WEDNESDAY WORKFACTS You May Not Know

  • People who don’t take office politics seriously are more successful and efficient at work.
  • Employees who have more control over the layout and design of their workspace are healthier and happier in the office.
  • When office temperatures are low (68 degrees), employees make 44% more errors and are less productive than when temperatures are warmer (77 degrees).
  • Scientists note that employees should keep working until the age of 80, but that they should only work 25 hours a week for optimal productivity.
  • Procrastinating a project for work can increase focus and efficiency.
  • Multitasking at work can drop a person’s IQ by ten points, which is equivalent to losing a night of sleep and twice the effect of smoking marijuana.
  • Younger workers in the United States are injured at twice the rate of older workers. They are also at higher risk for car accidents at work due to less driving experience, lower use of seatbelts, and being more distracted.
  • While working past retirement age often has positive effects, such as a sense of purpose and inclusion in social networks, older workers are often discriminated against.
  • Early hunter-gatherers had more leisure time than those who live and work in a modern capitalist or agrarian society.

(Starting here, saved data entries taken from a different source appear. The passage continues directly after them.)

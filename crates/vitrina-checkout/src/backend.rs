//! # Payment Backend
//!
//! The boundary to the external sales, payments and users services.
//!
//! ```text
//! ┌───────────────────────────┐        ┌────────────────────────────────────┐
//! │ SaleResolver              │        │ PaymentBackend (trait)             │
//! │ ManualSettlementSubmitter │ ─────► │                                    │
//! │ GatewayFlowInitiator      │        │  HttpBackend   reqwest, 15 s       │
//! │ ReconciliationPoller      │        │                timeout, envelope   │
//! │ AuthorizationGate         │        │  (tests)       scripted fake       │
//! └───────────────────────────┘        └────────────────────────────────────┘
//! ```
//!
//! Every method speaks domain types; JSON shapes stay in [`crate::protocol`].

use async_trait::async_trait;
use reqwest::header::{HeaderMap, HeaderValue, CONTENT_TYPE};
use serde::de::DeserializeOwned;
use serde_json::Value;
use std::time::Duration;
use tracing::{debug, warn};
use url::Url;

use vitrina_core::{
    CheckoutLink, Money, PaymentMethod, PaymentSnapshot, PendingSale, Sale, SettlementStatus,
    Supervisor, TerminalDevice,
};

use crate::config::CheckoutConfig;
use crate::error::{CheckoutError, CheckoutResult};
use crate::protocol::{
    id_string, id_value, unwrap_loose, CheckoutLinkRequest, CheckoutLinkResponse, Envelope,
    ManualBatchRequest, ManualPaymentLine, ObservationRequest, OneOrMany, QrOrderRequest,
    QrOrderResponse, SupervisorVerdict, TerminalOrderRequest, VerifySupervisorRequest, WireAdmin,
    WireDevice, WirePaymentList, WirePendingSale, WireSale, WireSettlement,
};

/// One line of a manual settlement batch.
#[derive(Debug, Clone, PartialEq, Eq)]
pub struct ManualPayment {
    pub method: PaymentMethod,
    pub amount: Money,
    pub reference: Option<String>,
}

// =============================================================================
// Backend Trait
// =============================================================================

/// External collaborators consumed by the checkout engine.
#[async_trait]
pub trait PaymentBackend: Send + Sync {
    /// `GET /api/sales/{id}`
    async fn fetch_sale(&self, sale_id: &str) -> CheckoutResult<Sale>;

    /// `GET /api/sales/by-client-dni/{dni}` (latest first)
    async fn pending_sales(&self, dni: &str) -> CheckoutResult<Vec<PendingSale>>;

    /// `PUT /api/sales/{id}/cancel`
    async fn cancel_sale(&self, sale_id: &str) -> CheckoutResult<()>;

    /// `PUT /api/sales/{id}/observation`
    async fn annotate_sale(&self, sale_id: &str, observation: &str) -> CheckoutResult<()>;

    /// `GET /api/sales/{id}/estado-pago`
    async fn settlement_status(&self, sale_id: &str) -> CheckoutResult<SettlementStatus>;

    /// `GET /api/payments/{saleId}`
    async fn fetch_payments(&self, sale_id: &str) -> CheckoutResult<PaymentSnapshot>;

    /// `POST /api/payments/manual`
    async fn submit_manual(&self, sale_id: &str, payments: &[ManualPayment]) -> CheckoutResult<()>;

    /// `GET /api/payments/mercadopago/devices`
    async fn list_devices(&self) -> CheckoutResult<Vec<TerminalDevice>>;

    /// `POST /api/payments/mercadopago/dynamic`, returns the QR payload.
    async fn create_qr_order(
        &self,
        sale_id: &str,
        amount: Money,
        branch_id: &str,
    ) -> CheckoutResult<String>;

    /// `POST /api/payments/mercadopago/preference`, returns the hosted
    /// checkout page for the amount.
    async fn create_checkout_link(&self, sale_id: &str, amount: Money)
        -> CheckoutResult<CheckoutLink>;

    /// `POST /api/payments/mercadopago/point`
    async fn push_terminal_order(
        &self,
        sale_id: &str,
        amount: Money,
        device_id: &str,
    ) -> CheckoutResult<()>;

    /// `GET /api/users/admins`
    async fn list_supervisors(&self) -> CheckoutResult<Vec<Supervisor>>;

    /// `POST /api/users/verify-supervisor`; `Some(name)` when the PIN matches.
    async fn verify_supervisor(&self, supervisor_id: &str, pin: &str)
        -> CheckoutResult<Option<String>>;
}

// =============================================================================
// HTTP Backend
// =============================================================================

/// [`PaymentBackend`] over HTTP with `reqwest`.
#[derive(Debug, Clone)]
pub struct HttpBackend {
    client: reqwest::Client,
    base_url: String,
}

impl HttpBackend {
    /// Builds a client for `base_url` with a per-request timeout.
    pub fn new(base_url: &str, request_timeout: Duration) -> CheckoutResult<Self> {
        let parsed = Url::parse(base_url)?;
        if parsed.scheme() != "http" && parsed.scheme() != "https" {
            return Err(CheckoutError::InvalidConfig(format!(
                "unsupported URL scheme: {}",
                parsed.scheme()
            )));
        }

        let mut headers = HeaderMap::new();
        // The API is often exposed through an ngrok tunnel.
        headers.insert("ngrok-skip-browser-warning", HeaderValue::from_static("true"));
        headers.insert(CONTENT_TYPE, HeaderValue::from_static("application/json"));

        let client = reqwest::Client::builder()
            .default_headers(headers)
            .timeout(request_timeout)
            .build()
            .map_err(|e| CheckoutError::InvalidConfig(e.to_string()))?;

        Ok(HttpBackend {
            client,
            base_url: base_url.trim_end_matches('/').to_string(),
        })
    }

    /// Builds a client from the `[backend]` section of the config.
    pub fn from_config(config: &CheckoutConfig) -> CheckoutResult<Self> {
        Self::new(&config.backend.base_url, config.request_timeout())
    }

    pub fn base_url(&self) -> &str {
        &self.base_url
    }

    fn url(&self, path: &str) -> String {
        format!("{}{}", self.base_url, path)
    }

    /// Sends a request and unwraps the `{success, result}` envelope.
    async fn send_enveloped<T: DeserializeOwned>(
        &self,
        request: reqwest::RequestBuilder,
    ) -> CheckoutResult<T> {
        let (status, body) = self.send_raw(request).await?;
        match serde_json::from_str::<Envelope<T>>(&body) {
            Ok(envelope) if status < 400 => envelope.into_result(status),
            Ok(envelope) => Err(CheckoutError::Server {
                status,
                message: envelope
                    .error
                    .or(envelope.message)
                    .unwrap_or_else(|| format!("HTTP {status}")),
            }),
            Err(e) if status < 400 => Err(CheckoutError::Decode(e.to_string())),
            Err(_) => Err(server_error(status, &body)),
        }
    }

    /// Sends a request whose answer may come with or without the envelope.
    async fn send_loose<T: DeserializeOwned>(
        &self,
        request: reqwest::RequestBuilder,
    ) -> CheckoutResult<T> {
        let (status, body) = self.send_raw(request).await?;
        if status >= 400 {
            return Err(server_error(status, &body));
        }
        unwrap_loose(serde_json::from_str(&body)?, status)
    }

    /// Sends a request whose result is not needed; only `success` counts.
    async fn send_ack(&self, request: reqwest::RequestBuilder) -> CheckoutResult<()> {
        let (status, body) = self.send_raw(request).await?;
        if status >= 400 {
            return Err(server_error(status, &body));
        }
        if body.trim().is_empty() {
            return Ok(());
        }
        let envelope: Envelope<Value> = serde_json::from_str(&body)?;
        if !envelope.success {
            return Err(CheckoutError::Server {
                status,
                message: envelope
                    .error
                    .or(envelope.message)
                    .unwrap_or_else(|| "request failed".to_string()),
            });
        }
        Ok(())
    }

    async fn send_raw(&self, request: reqwest::RequestBuilder) -> CheckoutResult<(u16, String)> {
        let response = request.send().await.map_err(transport_error)?;
        let status = response.status().as_u16();
        let body = response.text().await.map_err(transport_error)?;
        debug!(status, bytes = body.len(), "Backend response");
        Ok((status, body))
    }
}

fn transport_error(err: reqwest::Error) -> CheckoutError {
    if err.is_timeout() {
        CheckoutError::Network(format!("request timed out: {err}"))
    } else {
        CheckoutError::from(err)
    }
}

fn server_error(status: u16, body: &str) -> CheckoutError {
    let message = serde_json::from_str::<Value>(body)
        .ok()
        .and_then(|v| {
            v.get("error")
                .or_else(|| v.get("message"))
                .and_then(Value::as_str)
                .map(str::to_string)
        })
        .unwrap_or_else(|| body.chars().take(200).collect());
    CheckoutError::Server { status, message }
}

#[async_trait]
impl PaymentBackend for HttpBackend {
    async fn fetch_sale(&self, sale_id: &str) -> CheckoutResult<Sale> {
        let request = self.client.get(self.url(&format!("/api/sales/{sale_id}")));
        let result: OneOrMany<WireSale> = match self.send_enveloped(request).await {
            Err(CheckoutError::Server { status: 404, .. }) => {
                return Err(CheckoutError::SaleNotFound(sale_id.to_string()))
            }
            other => other?,
        };
        result
            .into_first()
            .ok_or_else(|| CheckoutError::SaleNotFound(sale_id.to_string()))?
            .into_sale(sale_id)
    }

    async fn pending_sales(&self, dni: &str) -> CheckoutResult<Vec<PendingSale>> {
        let request = self
            .client
            .get(self.url(&format!("/api/sales/by-client-dni/{dni}")));
        let list: Vec<WirePendingSale> = match self.send_enveloped(request).await {
            Err(CheckoutError::Server { status: 404, .. }) => Vec::new(),
            other => other?,
        };
        Ok(list.into_iter().filter_map(WirePendingSale::into_pending).collect())
    }

    async fn cancel_sale(&self, sale_id: &str) -> CheckoutResult<()> {
        let request = self
            .client
            .put(self.url(&format!("/api/sales/{sale_id}/cancel")));
        self.send_ack(request).await
    }

    async fn annotate_sale(&self, sale_id: &str, observation: &str) -> CheckoutResult<()> {
        let request = self
            .client
            .put(self.url(&format!("/api/sales/{sale_id}/observation")))
            .json(&ObservationRequest { observation });
        self.send_ack(request).await
    }

    async fn settlement_status(&self, sale_id: &str) -> CheckoutResult<SettlementStatus> {
        let request = self
            .client
            .get(self.url(&format!("/api/sales/{sale_id}/estado-pago")));
        let wire: WireSettlement = self.send_loose(request).await?;
        Ok(wire.into_status())
    }

    async fn fetch_payments(&self, sale_id: &str) -> CheckoutResult<PaymentSnapshot> {
        let request = self.client.get(self.url(&format!("/api/payments/{sale_id}")));
        let list: WirePaymentList = self.send_enveloped(request).await?;
        Ok(list.into_snapshot())
    }

    async fn submit_manual(&self, sale_id: &str, payments: &[ManualPayment]) -> CheckoutResult<()> {
        let body = ManualBatchRequest {
            venta_id: id_value(sale_id),
            pagos: payments
                .iter()
                .map(|p| ManualPaymentLine {
                    metodo: p.method.wire_code(),
                    monto: p.amount.to_wire(),
                    referencia: p.reference.clone().unwrap_or_default(),
                })
                .collect(),
        };
        let request = self.client.post(self.url("/api/payments/manual")).json(&body);
        self.send_ack(request).await
    }

    async fn list_devices(&self) -> CheckoutResult<Vec<TerminalDevice>> {
        let request = self.client.get(self.url("/api/payments/mercadopago/devices"));
        let devices: Vec<WireDevice> = self.send_enveloped(request).await?;
        Ok(devices
            .into_iter()
            .filter_map(|d| {
                let device = d.into_device();
                if device.is_none() {
                    warn!("Dropping terminal device without id");
                }
                device
            })
            .collect())
    }

    async fn create_qr_order(
        &self,
        sale_id: &str,
        amount: Money,
        branch_id: &str,
    ) -> CheckoutResult<String> {
        let body = QrOrderRequest {
            total: amount.to_wire(),
            sucursal_id: branch_id,
            venta_id: id_value(sale_id),
        };
        let request = self
            .client
            .post(self.url("/api/payments/mercadopago/dynamic"))
            .json(&body);
        let response: QrOrderResponse = self.send_enveloped(request).await?;
        response
            .qr_data
            .filter(|qr| !qr.trim().is_empty())
            .ok_or_else(|| CheckoutError::Decode("QR order returned no qr_data".to_string()))
    }

    async fn create_checkout_link(
        &self,
        sale_id: &str,
        amount: Money,
    ) -> CheckoutResult<CheckoutLink> {
        let body = CheckoutLinkRequest {
            venta_id: id_value(sale_id),
            monto: amount.to_wire(),
        };
        let request = self
            .client
            .post(self.url("/api/payments/mercadopago/preference"))
            .json(&body);
        let response: CheckoutLinkResponse = self.send_loose(request).await?;
        let url = response
            .init_point
            .filter(|url| !url.trim().is_empty())
            .ok_or_else(|| CheckoutError::Decode("checkout preference returned no init_point".to_string()))?;
        Ok(CheckoutLink {
            amount,
            url,
            preference_id: id_string(&response.id),
        })
    }

    async fn push_terminal_order(
        &self,
        sale_id: &str,
        amount: Money,
        device_id: &str,
    ) -> CheckoutResult<()> {
        let body = TerminalOrderRequest {
            venta_id: id_value(sale_id),
            monto: amount.to_wire(),
            device_id,
        };
        let request = self
            .client
            .post(self.url("/api/payments/mercadopago/point"))
            .json(&body);
        self.send_ack(request).await
    }

    async fn list_supervisors(&self) -> CheckoutResult<Vec<Supervisor>> {
        let request = self.client.get(self.url("/api/users/admins"));
        let admins: Vec<WireAdmin> = self.send_enveloped(request).await?;
        Ok(admins.into_iter().filter_map(WireAdmin::into_supervisor).collect())
    }

    async fn verify_supervisor(
        &self,
        supervisor_id: &str,
        pin: &str,
    ) -> CheckoutResult<Option<String>> {
        let request = self
            .client
            .post(self.url("/api/users/verify-supervisor"))
            .json(&VerifySupervisorRequest {
                admin_id: id_value(supervisor_id),
                pin,
            });
        let (status, body) = self.send_raw(request).await?;
        if status == 401 || status == 403 {
            return Ok(None);
        }
        if status >= 400 {
            return Err(server_error(status, &body));
        }
        let verdict: SupervisorVerdict = serde_json::from_str(&body)?;
        if !verdict.success {
            return Ok(None);
        }
        Ok(Some(
            verdict
                .supervisor_name
                .filter(|n| !n.trim().is_empty())
                .unwrap_or_else(|| supervisor_id.to_string()),
        ))
    }
}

  • The Industrial Revolution allowed people to work longer and year-round. Labor was no longer tied to the season or natural lighting.
  • In the mid 2000s, the Netherlands became the first industrialized country to drop its work week hours to below 30 hours.
  • The word “work” is from the Proto-Indo-European word *werg, meaning “to do.”
  • The word “employ” is from the Latin implicare, meaning to “enfold, involve, associate.”
  • The word “boss” is from the Dutch baas, meaning “a master.”
  • Over a lifetime, the average person spends about 90,000 hours at work.
  • Before the age of 40, Americans hold between seven to eight different jobs.
  • Every year, the average American spends over 100 hours commuting.
  • The average office chair with wheels travels about eight miles per year.